Scoccano le 22 45 e tocca, finalmente, alle star della serata: i canadesi Protest The Hero. Mirabdolbaghi e compagnia aprono con la fulminante “Underbite” e il delirio è assicurato fin dai primi istanti: Rody Walker, in versione ultrabarbuta, si dimostra fin da subito istrionico e straripante come ci si aspetta mentre la grande conferma della serata giunge dall’abilità live di tutto il comparto strumentale, con chitarre basso e batteria che eseguono alla perfezione le complesse strutture ritmiche dei vari brani mentre Rody scatena tutto il proprio talento con delle vocals assolutamente da urlo. Lo spettacolo prosegue con qualche pausa, indispensabile per permettere al cantante canadese di riprendere fiato e di scatenare la propria follia con qualche siparietto (purtroppo poco comprensibile a chi non mastichi l’inglese strasciato dell’Ontario), alternata a vere e proprie mazzate in piena faccia come la devastante “Hair Trigger” (da “Scurrilous“) e la mai troppo lodata “Sequoia Throne” (da “Fortress”), uno dei maggiori manifesti del moderno prog/math/core degli anni duemila. Grande spazio, ovviamente, viene riservato alle composizioni di “Volition“, ultimo tassello di una discografia per ora priva di punti deboli, e tra i brani da esso estratti fanno una grandissima figura “Clarity”, “Mist” e “Tilting Against Windmills”, cui si contrappongono le più anziane “Heretics & Killers” e “Bury The Hatchet” (da “Kezia”) e altri estratti da “Scurrilous” come le divertentissime ed imprescindibili “C’Est La Vie” (una delle maggiori hit dei PTH) e “Sex Tapes”. In tutto questo, sotto al palco pare di trovarsi in una bolgia infernale tra moshpit scatenato, botte da orbi e corpi che surfano a mezz’aria sostenuti dalle mille braccia al di sotto; c’è, inoltre, tempo anche per un curioso siparietto con il quale Rody chiama sul palco un ragazzo del pubblico a scandire il ritmo su una batteria invisibile, in onore del nuovo batterista, l’italo-canadese Mike Ieradi, peraltro precisissimo e perfettamente integrato nell’arzigogolato sound dei Protest The Hero. L’encore è infine riservato ad un altro estratto dal sottovalutato “Kezia”, l’acclamata “Blindfolded Eyes”, sulle cui note va a chiudersi un concerto di altissimo livello, il cui unico neo può additarsi alla durata un po’ limitata (poco più di un’ora) che non calma del tutto la sete di violenza e tecnica dei presenti.

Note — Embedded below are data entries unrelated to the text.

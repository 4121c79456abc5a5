use crate::error::{Error, Result};
use log::debug;
use std::path::PathBuf;
use walkdir::WalkDir;

/// File scanner for locating route handler files.
///
/// The `FileScanner` recursively walks a project directory and collects every
/// file whose name ends with the routing convention's filename marker
/// (`+server.ts` in a SvelteKit tree). Directories named `node_modules` and
/// hidden directories (those starting with `.`) are pruned; route files never
/// live there and descending into them dominates scan cost.
///
/// Traversal failures are scan-fatal: an unreadable root, a permission error
/// or a symlink loop aborts the pass rather than producing a partial file
/// set.
///
/// # Example
///
/// ```no_run
/// use openapi_from_routes::scanner::FileScanner;
/// use std::path::PathBuf;
///
/// let scanner = FileScanner::new(PathBuf::from("./my-app"));
/// let files = scanner.scan("+server.ts").unwrap();
/// println!("Found {} route files", files.len());
/// ```
pub struct FileScanner {
    root_path: PathBuf,
}

impl FileScanner {
    /// Creates a new `FileScanner` for the specified root directory.
    pub fn new(root_path: PathBuf) -> Self {
        Self { root_path }
    }

    /// Scans the directory tree and collects all files ending with `marker`.
    ///
    /// No ordering guarantee is made on the returned set; the route map is
    /// keyed by file path, so downstream consumers are order-independent.
    ///
    /// # Errors
    ///
    /// Returns [`Error::Scan`] if the root directory or any entry under it
    /// cannot be traversed.
    pub fn scan(&self, marker: &str) -> Result<Vec<PathBuf>> {
        let mut route_files = Vec::new();

        for entry in WalkDir::new(&self.root_path)
            .into_iter()
            .filter_entry(|e| {
                // Don't filter the root directory itself
                if e.path() == self.root_path {
                    return true;
                }

                let file_name = e.file_name().to_string_lossy();
                let is_hidden = file_name.starts_with('.');
                let is_node_modules = e.file_type().is_dir() && file_name == "node_modules";

                !is_hidden && !is_node_modules
            })
        {
            let entry = entry.map_err(|e| Error::Scan {
                root: self.root_path.clone(),
                source: e,
            })?;

            let path = entry.path();
            if path.is_file() && path.to_string_lossy().ends_with(marker) {
                debug!("Found route file: {}", path.display());
                route_files.push(path.to_path_buf());
            }
        }

        Ok(route_files)
    }
}
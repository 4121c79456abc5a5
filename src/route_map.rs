use crate::analyzer::{self, ExportedDeclaration};
use crate::docs;
use crate::error::Result;
use crate::parser::SourceParser;
use crate::routing::{self, ROUTES_ROOT_MARKER, ROUTE_FILE_MARKER};
use crate::scanner::FileScanner;
use log::{debug, info};
use rayon::prelude::*;
use std::collections::BTreeMap;
use std::path::{Path, PathBuf};

/// HTTP methods recognized as handler export names.
///
/// The set is closed: a route exists for a (file, method) pair iff the file
/// exports a function-like declaration named exactly one of these tokens.
#[derive(Debug, Clone, Copy, PartialEq, Eq, PartialOrd, Ord, Hash)]
pub enum HttpMethod {
    /// HTTP GET method
    Get,
    /// HTTP POST method
    Post,
    /// HTTP PUT method
    Put,
    /// HTTP DELETE method
    Delete,
}

impl HttpMethod {
    /// Parses an export name into a method, accepting exactly the four
    /// uppercase tokens.
    pub fn from_token(token: &str) -> Option<Self> {
        match token {
            "GET" => Some(HttpMethod::Get),
            "POST" => Some(HttpMethod::Post),
            "PUT" => Some(HttpMethod::Put),
            "DELETE" => Some(HttpMethod::Delete),
            _ => None,
        }
    }

    /// The uppercase method token.
    pub fn as_token(&self) -> &'static str {
        match self {
            HttpMethod::Get => "GET",
            HttpMethod::Post => "POST",
            HttpMethod::Put => "PUT",
            HttpMethod::Delete => "DELETE",
        }
    }
}

/// Aggregate route model: file path → method → route.
///
/// Ordered maps keep generated artifacts byte-identical across runs.
pub type RouteMap = BTreeMap<PathBuf, MethodTable>;

/// The routes a single file implements, at most one per method.
pub type MethodTable = BTreeMap<HttpMethod, Route>;

/// Complete extracted metadata for one route, immutable once built.
#[derive(Debug, Clone)]
pub struct Route {
    /// The HTTP method implemented by the handler
    pub method: HttpMethod,
    /// Textual rendering of the handler's type signature, opaque here
    pub declared_type: String,
    /// Inferred response payload type, or [`analyzer::UNKNOWN_RETURN_TYPE`]
    /// when no recognizable response-construction call was found
    pub return_type: String,
    /// Free-text documentation from adjacent JSDoc blocks
    pub documentation: Option<String>,
    /// Query-parameter names in call order, repetitions preserved
    pub query_parameters: Vec<String>,
    /// Request-body type override from the `@body` documentation tag
    pub body_type: Option<String>,
    /// Every URL template implied by the canonical path, omission-first
    pub urls: Vec<String>,
    /// Canonical route path before expansion
    pub path: String,
}

/// Builds the aggregate [`RouteMap`] for a project tree.
///
/// Each invocation performs a full re-scan and re-derivation; there is no
/// incremental update model. Per-file analysis is read-only and runs in
/// parallel; aggregation into the map happens sequentially afterwards, so
/// the map is never written concurrently.
///
/// # Example
///
/// ```no_run
/// use openapi_from_routes::route_map::RouteMapBuilder;
/// use std::path::PathBuf;
///
/// let routes = RouteMapBuilder::new(PathBuf::from("./my-app")).build().unwrap();
/// for (file, methods) in &routes {
///     println!("{}: {} methods", file.display(), methods.len());
/// }
/// ```
pub struct RouteMapBuilder {
    root: PathBuf,
    file_marker: String,
    routes_marker: String,
}

impl RouteMapBuilder {
    /// Creates a builder for `root` using the SvelteKit routing convention
    /// markers.
    pub fn new(root: PathBuf) -> Self {
        Self {
            root,
            file_marker: ROUTE_FILE_MARKER.to_string(),
            routes_marker: ROUTES_ROOT_MARKER.to_string(),
        }
    }

    /// Runs one full generation pass.
    ///
    /// # Errors
    ///
    /// Any scan-fatal or file-fatal condition aborts the pass: no partial
    /// route map is ever returned. A file that fails to parse is a
    /// build-breaking error upstream, so file-fatal escalates rather than
    /// being skipped.
    pub fn build(&self) -> Result<RouteMap> {
        let files = FileScanner::new(self.root.clone()).scan(&self.file_marker)?;
        info!("Analyzing {} route files", files.len());

        let per_file: Vec<Result<Option<(PathBuf, MethodTable)>>> = files
            .par_iter()
            .map(|file| self.analyze_file(file))
            .collect();

        let mut routes = RouteMap::new();
        for result in per_file {
            if let Some((file, table)) = result? {
                routes.insert(file, table);
            }
        }

        info!("Route map holds {} files", routes.len());
        Ok(routes)
    }

    /// Analyzes one route file, returning `None` when it exports no
    /// qualifying handler declarations.
    fn analyze_file(&self, file: &Path) -> Result<Option<(PathBuf, MethodTable)>> {
        let parsed = SourceParser::parse_file(file)?;
        let doc_blocks = docs::collect_doc_blocks(parsed.root(), &parsed.source);

        // Path and URLs depend only on the file location; compute once and
        // share across methods.
        let path = routing::canonical_route_path(file, &self.routes_marker, &self.file_marker);
        let urls = routing::expand_urls(&path);

        let mut table = MethodTable::new();

        for declaration in analyzer::exported_method_declarations(parsed.root(), &parsed.source) {
            match declaration {
                ExportedDeclaration::FunctionLike(handler) => {
                    if table.contains_key(&handler.method) {
                        continue;
                    }

                    let selected = docs::blocks_for_declaration(&doc_blocks, handler.start_line);

                    let route = Route {
                        method: handler.method,
                        declared_type: handler.declared_signature(&parsed.source),
                        return_type: handler.inferred_return_type(&parsed.source),
                        documentation: docs::documentation_text(&selected),
                        query_parameters: handler.query_parameters(&parsed.source),
                        body_type: docs::body_type_from_blocks(&selected),
                        urls: urls.clone(),
                        path: path.clone(),
                    };

                    debug!("{} {} -> {:?}", route.method.as_token(), path, route.urls);
                    table.insert(handler.method, route);
                }
                ExportedDeclaration::Other { method, node } => {
                    debug!(
                        "Skipping non-function export {} ({}) in {}",
                        method.as_token(),
                        node.kind(),
                        file.display()
                    );
                }
            }
        }

        if table.is_empty() {
            Ok(None)
        } else {
            Ok(Some((file.to_path_buf(), table)))
        }
    }
}

#[cfg(test)]
mod tests {
    use super::*;
    use crate::analyzer::UNKNOWN_RETURN_TYPE;
    use crate::error::Error;
    use pretty_assertions::assert_eq;
    use std::fs;
    use tempfile::TempDir;

    fn write_route(root: &Path, route_path: &str, code: &str) -> PathBuf {
        let file = root.join("src/routes").join(route_path).join("+server.ts");
        fs::create_dir_all(file.parent().unwrap()).unwrap();
        fs::write(&file, code).unwrap();
        file
    }

    #[test]
    fn test_optional_segment_route_end_to_end() {
        let temp_dir = TempDir::new().unwrap();
        let file = write_route(
            temp_dir.path(),
            "users/[[id]]",
            "export function GET() { return json({ ok: true }); }",
        );

        let routes = RouteMapBuilder::new(temp_dir.path().to_path_buf())
            .build()
            .unwrap();

        assert_eq!(routes.len(), 1);
        let route = &routes[&file][&HttpMethod::Get];

        assert_eq!(route.urls, vec!["/users", "/users/{id}"]);
        assert_eq!(route.path, "/users/[[id]]");
        assert_eq!(route.return_type, "{ ok: boolean }");
        assert!(route.query_parameters.is_empty());
        assert!(route.body_type.is_none());
        assert!(route.documentation.is_none());
    }

    #[test]
    fn test_file_without_method_exports_contributes_no_key() {
        let temp_dir = TempDir::new().unwrap();
        write_route(
            temp_dir.path(),
            "misc",
            "export function PATCH() { return json(1); }\nexport const helper = 2;",
        );

        let routes = RouteMapBuilder::new(temp_dir.path().to_path_buf())
            .build()
            .unwrap();

        assert!(routes.is_empty());
    }

    #[test]
    fn test_non_function_method_export_is_skipped() {
        let temp_dir = TempDir::new().unwrap();
        write_route(temp_dir.path(), "odd", "export const GET = 42;");

        let routes = RouteMapBuilder::new(temp_dir.path().to_path_buf())
            .build()
            .unwrap();

        assert!(routes.is_empty());
    }

    #[test]
    fn test_multiple_methods_share_path_and_urls() {
        let temp_dir = TempDir::new().unwrap();
        let code = r#"
export function GET() { return json([]); }

/**
 * Creates a user.
 * @body { name: string }
 */
export async function POST({ request }) {
    return json({ created: true });
}
"#;
        let file = write_route(temp_dir.path(), "users", code);

        let routes = RouteMapBuilder::new(temp_dir.path().to_path_buf())
            .build()
            .unwrap();

        let table = &routes[&file];
        assert_eq!(table.len(), 2);

        let get = &table[&HttpMethod::Get];
        let post = &table[&HttpMethod::Post];

        assert_eq!(get.urls, post.urls);
        assert_eq!(get.path, "/users");
        assert!(get.documentation.is_none());
        assert_eq!(post.documentation, Some("Creates a user.".to_string()));
        assert_eq!(post.body_type, Some("{ name: string }".to_string()));
        assert_eq!(post.return_type, "{ created: boolean }");
    }

    #[test]
    fn test_handler_without_json_call_gets_sentinel() {
        let temp_dir = TempDir::new().unwrap();
        let file = write_route(
            temp_dir.path(),
            "raw",
            "export function GET() { return new Response('raw'); }",
        );

        let routes = RouteMapBuilder::new(temp_dir.path().to_path_buf())
            .build()
            .unwrap();

        assert_eq!(routes[&file][&HttpMethod::Get].return_type, UNKNOWN_RETURN_TYPE);
    }

    #[test]
    fn test_query_parameters_are_recorded_in_order() {
        let temp_dir = TempDir::new().unwrap();
        let code = r#"
export function GET({ url }) {
    const page = url.searchParams.get('page');
    const tags = url.searchParams.getAll('tag');
    return json({ page, tags });
}
"#;
        let file = write_route(temp_dir.path(), "posts", code);

        let routes = RouteMapBuilder::new(temp_dir.path().to_path_buf())
            .build()
            .unwrap();

        assert_eq!(
            routes[&file][&HttpMethod::Get].query_parameters,
            vec!["page", "tag"]
        );
    }

    #[test]
    fn test_malformed_file_fails_the_pass() {
        let temp_dir = TempDir::new().unwrap();
        write_route(temp_dir.path(), "ok", "export function GET() { return json(1); }");
        write_route(temp_dir.path(), "broken", "export function GET( { return ;;;(");

        let result = RouteMapBuilder::new(temp_dir.path().to_path_buf()).build();

        assert!(matches!(result, Err(Error::Parse { .. })));
    }

    #[test]
    fn test_missing_root_is_scan_fatal() {
        let result = RouteMapBuilder::new(PathBuf::from("/nonexistent/app")).build();

        assert!(matches!(result, Err(Error::Scan { .. })));
    }
}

Il concerto è finito, le luci si alzano ed è tempo di tirare le somme della serata. Qualche imprevisto (come la defezione all’ultimo minuto di Ashe O’Hara) e una durata complessiva delle esibizioni un po’ risicata non intaccano il giudizio positivo su quattro band ampliamente meritevoli di qualche riflettore in più. Ed anzi, ricollegadomi ad un articolo del blog satirico Vice.com in cui sono casualmente incappato giorni or sono, credo che sia proprio il caso di dire che «No, la musica “di una volta” non era più bella, più vera o migliore di quella di oggi» o quantomeno non per forza; ci sono miriadi di band che producono e suonano musica mediocre, ma in mezzo ad esse vi sono anche tante realtà meritevoli di attenzione e che, almeno inizialmente, non hanno altri mezzi con i quali farsi strada che non siano il passaparola e l’autopromozione. Protest The Hero, TesseracT, The Safety Fire e (in proiezione) Intervals fanno certamente parte di questo novero ed è stato un piacere constatare la grande del pubblico in quel del Live Forum. Ora che lo sapete, passate parola.